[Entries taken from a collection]
_ _ _ _ _
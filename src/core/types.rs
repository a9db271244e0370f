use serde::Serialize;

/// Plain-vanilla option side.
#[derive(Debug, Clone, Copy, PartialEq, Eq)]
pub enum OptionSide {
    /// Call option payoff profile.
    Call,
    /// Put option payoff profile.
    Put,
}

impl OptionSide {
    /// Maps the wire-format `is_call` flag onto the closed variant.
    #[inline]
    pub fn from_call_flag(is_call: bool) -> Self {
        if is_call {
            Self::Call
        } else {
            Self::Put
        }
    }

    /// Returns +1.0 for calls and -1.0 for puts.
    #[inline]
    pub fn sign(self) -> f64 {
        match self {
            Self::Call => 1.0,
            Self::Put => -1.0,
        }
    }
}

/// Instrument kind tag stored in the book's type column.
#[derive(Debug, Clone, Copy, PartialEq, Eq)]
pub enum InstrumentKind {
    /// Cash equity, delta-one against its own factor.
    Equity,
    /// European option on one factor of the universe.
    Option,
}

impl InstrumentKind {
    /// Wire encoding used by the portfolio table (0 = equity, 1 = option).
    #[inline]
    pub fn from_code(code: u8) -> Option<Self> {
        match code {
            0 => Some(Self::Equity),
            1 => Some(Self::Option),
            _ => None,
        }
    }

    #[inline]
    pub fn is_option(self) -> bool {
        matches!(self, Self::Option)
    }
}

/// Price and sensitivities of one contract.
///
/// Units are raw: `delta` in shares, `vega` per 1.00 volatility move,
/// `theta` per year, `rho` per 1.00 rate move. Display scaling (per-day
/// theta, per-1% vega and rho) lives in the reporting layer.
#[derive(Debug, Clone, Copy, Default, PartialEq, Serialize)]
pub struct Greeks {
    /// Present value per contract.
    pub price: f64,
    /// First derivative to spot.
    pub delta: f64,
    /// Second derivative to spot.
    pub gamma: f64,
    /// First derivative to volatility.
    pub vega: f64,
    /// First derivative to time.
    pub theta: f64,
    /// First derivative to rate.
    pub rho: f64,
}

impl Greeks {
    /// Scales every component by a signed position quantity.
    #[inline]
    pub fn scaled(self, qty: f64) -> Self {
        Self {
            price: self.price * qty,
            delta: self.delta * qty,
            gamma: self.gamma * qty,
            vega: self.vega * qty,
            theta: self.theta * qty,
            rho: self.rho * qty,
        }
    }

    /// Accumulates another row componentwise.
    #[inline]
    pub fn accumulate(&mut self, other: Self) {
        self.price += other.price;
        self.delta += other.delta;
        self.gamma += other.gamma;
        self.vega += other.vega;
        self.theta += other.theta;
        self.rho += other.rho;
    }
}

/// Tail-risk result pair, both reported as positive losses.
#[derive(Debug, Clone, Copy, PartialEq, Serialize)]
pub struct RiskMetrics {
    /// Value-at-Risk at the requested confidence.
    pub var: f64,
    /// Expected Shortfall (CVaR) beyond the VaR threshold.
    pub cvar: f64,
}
_ _ _ _ _
YOUR TASK ::
Whenever a line of the data holds the string "contract", pick that line out.

EXERCISE OUTPUT ::
/// Price and sensitivities of one contract.
    /// Present value per contract.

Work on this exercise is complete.